LONDON (Reuters) - Scientists studying the pregnancy complication pre-eclampsia say a dietary supplement containing an amino acid and antioxidant vitamins given to expectant mothers at high risk could reduce occurrence of the disease.
In a study in the British Medical Journal (BMJ) on Friday, researchers found that pregnant women taking supplements with the amino acid L-arginine plus vitamins were significantly less likely to develop pre-eclampsia compared with those taking just vitamins, or those taking a placebo supplement.
Pre-eclampsia is a serious condition marked by abnormally high blood pressure and high protein levels in the urine. It affects about 5 percent of all first-time pregnancies and is dangerous for both mother and child.
Experts estimate that the cost of treating women with pre-eclampsia is $45 billion a year in the United States, Europe, Asia, Australia and New Zealand. In developing countries, an estimated 75,000 women die of it each year.
If mothers and their babies survive, the women later have a higher risk of high blood pressure, heart disease, stroke and diabetes. The babies are often born prematurely and can suffer complications later in life.
Pre-eclampsia is thought to be linked to a deficiency in L-arginine, an amino acid that helps to maintain a healthy blood flow during pregnancy. Some experts also think that antioxidant vitamins can help protect against the condition.
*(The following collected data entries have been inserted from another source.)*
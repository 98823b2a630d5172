use axum::http::StatusCode;
use std::io;

/// Errors raised while handling a webhook delivery or loading configuration
#[derive(Debug, thiserror::Error)]
pub enum RhobotError {
    #[error("Webhook authentication failed: {0}")]
    Authentication(String),

    #[error("Malformed {event} event: {message}")]
    MalformedEvent { event: String, message: String },

    #[error("Could not determine collaborator status of '{user}': {message}")]
    AuthorizationCheck { user: String, message: String },

    #[error("No previous build exists for {repository}")]
    NoPreviousBuild { repository: String },

    #[error("Build dispatch failed for {repository}:\n{message}")]
    BuildDispatch { repository: String, message: String },

    #[error("Unexpected drone output: {0:?}")]
    MalformedUpstreamOutput(String),

    #[error("GitHub API error: {0}")]
    GitHubApi(String),

    #[error("Configuration error: {0}")]
    ConfigError(String),

    #[error("IO error: {0}")]
    IoError(#[from] io::Error),

    #[error("TOML parsing error: {0}")]
    TomlParseError(#[from] toml::de::Error),
}

impl RhobotError {
    pub fn malformed_event(event: &str, message: impl Into<String>) -> Self {
        Self::MalformedEvent {
            event: event.to_string(),
            message: message.into(),
        }
    }

    /// Status code returned to the webhook sender for this error.
    ///
    /// A missing previous build is not something a sender can provoke, so the
    /// delivery is still acknowledged.
    pub fn status_code(&self) -> StatusCode {
        match self {
            Self::Authentication(_) => StatusCode::UNAUTHORIZED,
            Self::NoPreviousBuild { .. } => StatusCode::OK,
            _ => StatusCode::INTERNAL_SERVER_ERROR,
        }
    }
}

/// Helper type for Results that use RhobotError
pub type Result<T> = std::result::Result<T, RhobotError>;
This study took place at a hospital in Mexico City. Pregnant women at high risk of pre-eclampsia received either daily food bars containing both L-arginine and antioxidant vitamins, bars containing vitamins only, or placebo “dummy” bars containing no L-arginine or vitamins. The supplements began when women were around 20 weeks pregnant and continued until delivery.
The proportion of women developing pre-eclampsia was 30.2 percent in the placebo group, 22.5 percent in the vitamin only group, and 12.7 percent in the L-arginine plus vitamin group.
“This relatively simple and low cost intervention may have value in reducing the risk of pre-eclampsia and associated preterm birth,” the researchers, from Mexico and the United States, wrote in their study.
Two British experts commenting on the work in the BMJ said it was an important finding but crucial questions remained.
Before any more trials were started, they said, researchers should seek to establish how L-arginine and vitamins work together, what the potential harmful effects might be, and what the results might be in other populations and places.